Mon bien cher ami, Il ne sera pas dit que ce long voyage se sera achevé sans que vous ayez reçu une ligne de moi. Je n’ai pas oublié que vous étiez de ceux qui nous serraient la main le jour du départ, et qui nous promettaient de nous accompagner de leurs bonnes prières. Assurément, je vous aurais écrit de Rome pour vous féliciter de votre nomination, mais j’attendais de mieux connaître tant de choses, dont je me plaisais a vous entretenir, et qui devaient vous intéresser.
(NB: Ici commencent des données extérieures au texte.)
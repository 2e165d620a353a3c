//! Readiness endpoint

use axum::{extract::State, response::Response, routing::get, Router};
use axum_helpers::{run_health_checks, HealthCheckFuture};
use database::postgres::{check_health, DatabaseConnection};

async fn ready(State(db): State<DatabaseConnection>) -> Response {
    let database: HealthCheckFuture =
        Box::pin(async move { check_health(&db).await.map_err(|e| e.to_string()) });

    run_health_checks(vec![("database", database)]).await
}

/// `/ready`: 200 when PostgreSQL answers, 503 otherwise
pub fn router(db: DatabaseConnection) -> Router {
    Router::new().route("/ready", get(ready)).with_state(db)
}
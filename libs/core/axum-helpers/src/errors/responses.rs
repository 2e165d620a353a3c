//! Reusable OpenAPI response types for `#[utoipa::path]` annotations.

use super::ErrorResponse;
#[allow(unused_imports)]
use serde_json::json;
use utoipa::ToResponse;

#[derive(ToResponse)]
#[response(
    description = "Internal Server Error",
    content_type = "application/json",
    example = json!({
        "code": 1005,
        "error": "INTERNAL_ERROR",
        "message": "An internal server error occurred"
    })
)]
pub struct InternalServerErrorResponse(pub ErrorResponse);

#[derive(ToResponse)]
#[response(
    description = "Bad Request - Validation Error",
    content_type = "application/json",
    example = json!({
        "code": 1001,
        "error": "VALIDATION_ERROR",
        "message": "Request validation failed",
        "details": {
            "ProductName": ["Product Name is required"],
            "UnitPrice": ["Unit Price is required"]
        }
    })
)]
pub struct BadRequestValidationResponse(pub ErrorResponse);

#[derive(ToResponse)]
#[response(
    description = "Bad Request - Invalid UUID",
    content_type = "application/json",
    example = json!({
        "code": 1002,
        "error": "INVALID_UUID",
        "message": "Invalid UUID: not-a-uuid"
    })
)]
pub struct BadRequestUuidResponse(pub ErrorResponse);

#[derive(ToResponse)]
#[response(
    description = "Resource not found",
    content_type = "application/json",
    example = json!({
        "code": 1004,
        "error": "NOT_FOUND",
        "message": "Resource not found"
    })
)]
pub struct NotFoundResponse(pub ErrorResponse);
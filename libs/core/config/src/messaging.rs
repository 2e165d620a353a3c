use crate::{env_optional, env_or_default, ConfigError, FromEnv};

/// Event bus connection settings.
///
/// `NATS_URL` is optional: without it the service starts with events disabled.
/// `EVENTS_EXCHANGE`, when set, is the subject prefix for every routing key.
#[derive(Clone, Debug)]
pub struct MessagingConfig {
    pub url: Option<String>,
    pub client_name: String,
    pub exchange: Option<String>,
}

impl MessagingConfig {
    pub fn is_enabled(&self) -> bool {
        self.url.is_some()
    }
}

impl FromEnv for MessagingConfig {
    fn from_env() -> Result<Self, ConfigError> {
        Ok(Self {
            url: env_optional("NATS_URL"),
            client_name: env_or_default("NATS_CLIENT_NAME", "products-api"),
            exchange: env_optional("EVENTS_EXCHANGE"),
        })
    }
}
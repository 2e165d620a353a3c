use sea_orm::{ConnectionTrait, DatabaseBackend, Statement};
use std::time::Instant;
use tracing::debug;

use crate::common::DatabaseError;

/// Run `SELECT 1` against the pool. Backs the readiness probe.
pub async fn check_health<C: ConnectionTrait>(db: &C) -> Result<(), DatabaseError> {
    let stmt = Statement::from_string(DatabaseBackend::Postgres, "SELECT 1".to_owned());
    db.query_one_raw(stmt)
        .await
        .map_err(|e| DatabaseError::HealthCheckFailed(format!("PostgreSQL: {e}")))?;

    debug!("PostgreSQL health check passed");
    Ok(())
}

/// Outcome of [`check_health_detailed`]
#[derive(Debug, Clone)]
pub struct HealthStatus {
    pub healthy: bool,
    pub message: Option<String>,
    pub response_time_ms: u64,
}

impl HealthStatus {
    pub fn healthy(response_time_ms: u64) -> Self {
        Self {
            healthy: true,
            message: None,
            response_time_ms,
        }
    }

    pub fn unhealthy(message: String, response_time_ms: u64) -> Self {
        Self {
            healthy: false,
            message: Some(message),
            response_time_ms,
        }
    }
}

/// [`check_health`] with timing, never fails
pub async fn check_health_detailed<C: ConnectionTrait>(db: &C) -> HealthStatus {
    let start = Instant::now();
    let result = check_health(db).await;
    let elapsed = start.elapsed().as_millis() as u64;

    match result {
        Ok(()) => HealthStatus::healthy(elapsed),
        Err(e) => HealthStatus::unhealthy(e.to_string(), elapsed),
    }
}
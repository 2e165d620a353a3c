use async_trait::async_trait;
use serde::de::DeserializeOwned;
use std::sync::atomic::{AtomicBool, Ordering};
use std::sync::Arc;
use std::time::Duration;
use tokio::sync::{Mutex, Notify};

use crate::{PublishError, PublishResult, Publisher};

#[derive(Debug, Clone, PartialEq, Eq)]
pub struct PublishedMessage {
    pub subject: String,
    pub payload: Vec<u8>,
}

impl PublishedMessage {
    pub fn json<T: DeserializeOwned>(&self) -> Result<T, serde_json::Error> {
        serde_json::from_slice(&self.payload)
    }
}

/// Keeps every published message in memory. Clones share the same log.
///
/// [`set_failing`](Self::set_failing) makes subsequent publishes return
/// [`PublishError::Publish`], which lets callers exercise their failure paths.
/// Callers that publish from background tasks can block on
/// [`wait_for_messages`](Self::wait_for_messages).
#[derive(Debug, Clone, Default)]
pub struct InMemoryPublisher {
    messages: Arc<Mutex<Vec<PublishedMessage>>>,
    failing: Arc<AtomicBool>,
    published: Arc<Notify>,
}

impl InMemoryPublisher {
    pub fn new() -> Self {
        Self::default()
    }

    pub fn set_failing(&self, failing: bool) {
        self.failing.store(failing, Ordering::SeqCst);
    }

    pub async fn messages(&self) -> Vec<PublishedMessage> {
        self.messages.lock().await.clone()
    }

    pub async fn messages_for(&self, subject: &str) -> Vec<PublishedMessage> {
        self.messages
            .lock()
            .await
            .iter()
            .filter(|m| m.subject == subject)
            .cloned()
            .collect()
    }

    /// Wait until `subject` has at least `count` messages or `within` elapses,
    /// then return what was recorded for it.
    pub async fn wait_for_messages(
        &self,
        subject: &str,
        count: usize,
        within: Duration,
    ) -> Vec<PublishedMessage> {
        let _ = tokio::time::timeout(within, async {
            loop {
                let notified = self.published.notified();
                if self.messages_for(subject).await.len() >= count {
                    return;
                }
                notified.await;
            }
        })
        .await;

        self.messages_for(subject).await
    }
}

#[async_trait]
impl Publisher for InMemoryPublisher {
    async fn publish(&self, subject: &str, payload: Vec<u8>) -> PublishResult<()> {
        if self.failing.load(Ordering::SeqCst) {
            return Err(PublishError::publish(subject, "broker unavailable"));
        }

        self.messages.lock().await.push(PublishedMessage {
            subject: subject.to_string(),
            payload,
        });
        self.published.notify_waiters();
        Ok(())
    }

    fn backend(&self) -> &'static str {
        "memory"
    }
}
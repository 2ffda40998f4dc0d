//! Execution naming
//!
//! Execution names double as idempotency tokens: starting twice with the same
//! name never launches two executions.

use chrono::{DateTime, Utc};

const MAX_NAME_LENGTH: usize = 80;
const TIMESTAMP_FORMAT: &str = "%Y%m%d_%H%M%S";

/// Builds a valid execution name from an operator-supplied label.
///
/// Characters outside `[A-Za-z0-9-_]` become `_`, runs of `_` collapse, and the
/// result is suffixed with a UTC timestamp. Long labels are cut so the whole name
/// stays within 80 characters without losing the timestamp.
pub fn execution_name(label: &str, now: DateTime<Utc>) -> String {
    let mut cleaned = String::with_capacity(label.len());
    for c in label.chars() {
        let c = if c.is_ascii_alphanumeric() || c == '-' || c == '_' {
            c
        } else {
            '_'
        };
        if c == '_' && cleaned.ends_with('_') {
            continue;
        }
        cleaned.push(c);
    }
    let cleaned = cleaned.trim_matches('_');
    let cleaned = if cleaned.is_empty() { "run" } else { cleaned };

    let timestamp = now.format(TIMESTAMP_FORMAT).to_string();
    let max_label = MAX_NAME_LENGTH - timestamp.len() - 1;
    let label: String = cleaned.chars().take(max_label).collect();

    format!("{}_{}", label.trim_end_matches('_'), timestamp)
}

/// Locally generated token for a start the remote has not yet identified
pub fn local_token() -> String {
    format!("local-{}", uuid::Uuid::new_v4())
}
Pendant ce temps-là, un grand malheur est venu tout à coup troubler toutes mes pensées et déranger tous mes projets, Vous savez probablement que le frère de ma femme, ce beau jeune homme que vous avez vu, et dont vous admiriez comme nous la résignation, est mort le 9 mars dernier, avec tous les sentiments d’un jeune saint, mais en laissant sa famille dans une douleur inexprimable. Nous étions à Rome depuis un mois et demi quand nous avons reçu la funeste nouvelle, et ma femme, malgré tout son courage de chrétienne, a passe trois semaines dans un état qui me faisait désirer de l’emmener sur-le-champ à Paris, et qui en même temps rendait le voyage impossible. Cependant l’assistance de quelques amis, notamment de l’excellent abbé Gerbet, la grandeur des cérémonies de la Semaine Sainte, la certitude que cette chère âme avait échangé une cruelle vie contre le bonheur du ciel, toutes ces choses réunies ont rendu à ma pauvre Amélie un peu de calme ; et le 23 avril nous nous sommes remis en route à petites journées, en achevant de voir l’Italie pour compléter mes études, mais en renonçant à revenir-par l’Allemagne, afin de ne pas trop retarder le moment où nous reverrons notre famille, qui a besoin de nous. Cette dernière partie de notre séjour en Italie a été bien empoisonnée. Ce n’est qu’à travers ce voile que nous avons vu Assise, Ravenne, Venise et tant de merveilles : mais, à mesure qu’on avance dans la vie, n’a-t-on pas toujours un voile de tristesse devant les yeux, et ne faut-il pas s’habituer à voir ainsi les beautés de la terre, ne fût-ce que pour s’en détacher ?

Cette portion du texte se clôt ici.